Google parent Alphabet, Inc. GOOGL GOOG is being drawn into a legal battle over its app store rules.
What Happened: Match Group, Inc. MTCH, parent of online dating apps such as Tinder, Match.com and OkCupid, has taken up cudgels against Google for what it called "strategic manipulation of markets" and "abuse of power" for stifling competition in the mobile device ecosystem, a filing with the U.S. District Court of the Northern District of California showed.
Google, according to the complaint, has monopolized the market for distributing apps on Android devices with its Google Play Store. The search giant is now striving to eliminate user choice of payment services and raise prices, extending its dominance to the separate market for in-app payment processors on Android, it has been alleged.

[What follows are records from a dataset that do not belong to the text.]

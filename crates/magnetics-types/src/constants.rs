// ─────────────────────────────────────────────────────────────────────
// SCPN Fusion Core — Magnetics Constants
// © 1998–2026 Miroslav Šotek. All rights reserved.
// Contact: www.anulum.li | protoscience@anulum.li
// ORCID: https://orcid.org/0009-0009-3560-0851
// License: GNU AGPL v3 | Commercial licensing available
// ─────────────────────────────────────────────────────────────────────
/// Seconds per millisecond. DIII-D point-name data records time in ms.
pub const SECONDS_PER_MS: f64 = 1e-3;

/// Default number of channels fetched at once. The digitizer transfer
/// system is load-sensitive, so this stays small.
pub const DEFAULT_MAX_CONCURRENCY: usize = 4;

/// Default relative deviation allowed between any sample spacing and the
/// median spacing before a trace counts as non-uniform.
pub const DEFAULT_UNIFORMITY_REL_TOL: f64 = 1e-3;

/// Default relative tolerance on Fs between channels of one array.
pub const DEFAULT_FS_REL_TOL: f64 = 1e-6;

/// Default tolerance on t0 between channels, in sample periods.
pub const DEFAULT_T0_TOL_SAMPLES: f64 = 0.5;

/// Version tag of the built-in DIII-D toroidal Mirnov catalog.
pub const DIII_D_TOROIDAL_CATALOG_VERSION: &str = "diii-d-mpi66m-v1";
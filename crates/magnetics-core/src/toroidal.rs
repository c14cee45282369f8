// ─────────────────────────────────────────────────────────────────────
// SCPN Fusion Core — Toroidal Magnetics Array
// © 1998–2026 Miroslav Šotek. All rights reserved.
// Contact: www.anulum.li | protoscience@anulum.li
// ORCID: https://orcid.org/0009-0009-3560-0851
// License: GNU AGPL v3 | Commercial licensing available
// ─────────────────────────────────────────────────────────────────────
//! Assembly of the toroidal Mirnov array into one multi-channel block.
//!
//! Channels are fetched on a bounded Rayon pool, collected in catalog order,
//! checked for a common clock and stacked into a `(channels, samples)`
//! array with a parallel vector of toroidal angles.

use magnetics_types::catalog::ProbeCatalog;
use magnetics_types::config::{MissingChannelPolicy, RetrievalConfig};
use magnetics_types::error::{ChannelFailure, MagneticsError, MagneticsResult};
use magnetics_types::window::TimeWindow;
use ndarray::{Array1, Array2};
use rayon::prelude::*;
use tracing::{debug, warn};

use crate::consistency::check_consistency;
use crate::signal::Signal;
use crate::source::TraceSource;

/// A channel dropped under [`MissingChannelPolicy::Exclude`].
#[derive(Debug, Clone, PartialEq)]
pub struct ExcludedChannel {
    pub pointname: String,
    pub phi_deg: f64,
    pub reason: String,
}

#[derive(Debug, Clone)]
pub struct ToroidalSignals {
    shot: i64,
    tlim: Option<TimeWindow>,
    catalog_version: String,
    pointnames: Vec<String>,
    locations: Array1<f64>,
    signals: Vec<Signal>,
    x: Array2<f64>,
    fs: f64,
    t0: f64,
    excluded: Vec<ExcludedChannel>,
}

impl ToroidalSignals {
    /// Retrieve the built-in DIII-D toroidal array with default settings.
    pub fn fetch<S: TraceSource + ?Sized>(
        source: &S,
        shot: i64,
        tlim: Option<(f64, f64)>,
    ) -> MagneticsResult<Self> {
        Self::fetch_with(
            source,
            &ProbeCatalog::diii_d_toroidal(),
            shot,
            tlim,
            &RetrievalConfig::default(),
        )
    }

    pub fn fetch_with<S: TraceSource + ?Sized>(
        source: &S,
        catalog: &ProbeCatalog,
        shot: i64,
        tlim: Option<(f64, f64)>,
        config: &RetrievalConfig,
    ) -> MagneticsResult<Self> {
        config.validate()?;
        catalog.validate()?;
        let window = tlim
            .map(|(t_start, t_stop)| TimeWindow::new(t_start, t_stop))
            .transpose()?;
        if catalog.is_empty() {
            return Err(MagneticsError::EmptyArray { shot });
        }

        let results = fetch_channels(source, catalog, shot, window, config)?;

        let mut pointnames = Vec::with_capacity(catalog.len());
        let mut locations = Vec::with_capacity(catalog.len());
        let mut signals = Vec::with_capacity(catalog.len());
        let mut excluded = Vec::new();
        let mut failures = Vec::new();

        for (probe, result) in catalog.iter().zip(results) {
            match result {
                Ok(signal) => {
                    pointnames.push(probe.pointname.clone());
                    locations.push(probe.phi_deg);
                    signals.push(signal);
                }
                Err(err @ MagneticsError::Retrieval { .. })
                    if config.missing_channel_policy == MissingChannelPolicy::Exclude =>
                {
                    warn!(shot, pointname = %probe.pointname, error = %err, "excluding channel");
                    excluded.push(ExcludedChannel {
                        pointname: probe.pointname.clone(),
                        phi_deg: probe.phi_deg,
                        reason: err.to_string(),
                    });
                }
                Err(err) => failures.push(ChannelFailure {
                    pointname: probe.pointname.clone(),
                    error: Box::new(err),
                }),
            }
        }

        if !failures.is_empty() {
            warn!(shot, n_failed = failures.len(), "toroidal array retrieval failed");
            return Err(MagneticsError::ArrayRetrieval { shot, failures });
        }

        let clock = check_consistency(&signals, &config.tolerance)
            .into_result(shot)
            .map_err(|err| {
                warn!(shot, error = %err, "toroidal array rejected");
                err
            })?;

        let mut x = Array2::zeros((signals.len(), clock.n_samples));
        for (mut row, signal) in x.rows_mut().into_iter().zip(&signals) {
            row.assign(signal.x());
        }

        debug!(
            shot,
            n_channels = signals.len(),
            n_samples = clock.n_samples,
            fs = clock.fs,
            t0 = clock.t0,
            n_excluded = excluded.len(),
            "assembled toroidal array"
        );

        Ok(ToroidalSignals {
            shot,
            tlim: window,
            catalog_version: catalog.version.clone(),
            pointnames,
            locations: Array1::from(locations),
            signals,
            x,
            fs: clock.fs,
            t0: clock.t0,
            excluded,
        })
    }

    pub fn shot(&self) -> i64 {
        self.shot
    }

    pub fn tlim(&self) -> Option<TimeWindow> {
        self.tlim
    }

    pub fn catalog_version(&self) -> &str {
        &self.catalog_version
    }

    /// Point names in channel order.
    pub fn pointnames(&self) -> &[String] {
        &self.pointnames
    }

    /// Toroidal angle of each channel [deg], parallel to `signals`.
    pub fn locations(&self) -> &Array1<f64> {
        &self.locations
    }

    /// Toroidal angle of each channel [rad].
    pub fn locations_rad(&self) -> Array1<f64> {
        self.locations.mapv(f64::to_radians)
    }

    pub fn signals(&self) -> &[Signal] {
        &self.signals
    }

    /// Channel with the given point name.
    pub fn signal(&self, pointname: &str) -> Option<&Signal> {
        self.signals.iter().find(|s| s.pointname() == pointname)
    }

    /// Samples, shape `(n_channels, n_samples)`, rows in channel order.
    pub fn x(&self) -> &Array2<f64> {
        &self.x
    }

    pub fn fs(&self) -> f64 {
        self.fs
    }

    pub fn t0(&self) -> f64 {
        self.t0
    }

    pub fn n_channels(&self) -> usize {
        self.x.nrows()
    }

    pub fn n_samples(&self) -> usize {
        self.x.ncols()
    }

    pub fn excluded(&self) -> &[ExcludedChannel] {
        &self.excluded
    }

    /// Shared time base `t0 + k / fs`.
    pub fn time_base(&self) -> Array1<f64> {
        Array1::from_shape_fn(self.n_samples(), |k| self.t0 + k as f64 / self.fs)
    }
}

/// Fetch every catalog channel on a pool of at most `max_concurrency`
/// threads. The returned vector is in catalog order and is only produced
/// once every fetch has finished.
fn fetch_channels<S: TraceSource + ?Sized>(
    source: &S,
    catalog: &ProbeCatalog,
    shot: i64,
    window: Option<TimeWindow>,
    config: &RetrievalConfig,
) -> MagneticsResult<Vec<MagneticsResult<Signal>>> {
    let n_threads = config.max_concurrency.min(catalog.len()).max(1);
    let pool = rayon::ThreadPoolBuilder::new()
        .num_threads(n_threads)
        .thread_name(|i| format!("magnetics-fetch-{i}"))
        .build()
        .map_err(|e| MagneticsError::ConfigError(format!("failed to build fetch pool: {e}")))?;

    debug!(shot, n_channels = catalog.len(), n_threads, "fetching toroidal array");
    Ok(pool.install(|| {
        catalog
            .probes
            .par_iter()
            .map(|probe| {
                Signal::fetch_windowed(source, shot, &probe.pointname, window, &config.tolerance)
            })
            .collect()
    }))
}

"It is conditioning app availability on Google Play with exclusive use of its own in-app payment processing product, Google Play Billing, where it can charge supra-competitive prices and monetize the personal data of billions of digital app users," Match said in the complaint.
This allows Google to impose a 15-30% tax on billions of dollars users spend on digital goods and services on Android phones, the company added.
Why It's Important: Both Google and Apple, Inc. AAPL have come under increasing regulatory scrutiny over their in-app payment practices. The U.S. regulators are working on passing legislation called the "Open App Markets Act;" if implemented, developers would be able to use their own billing systems and challenge purported instances of anti-competitive behavior of Big Tech companies.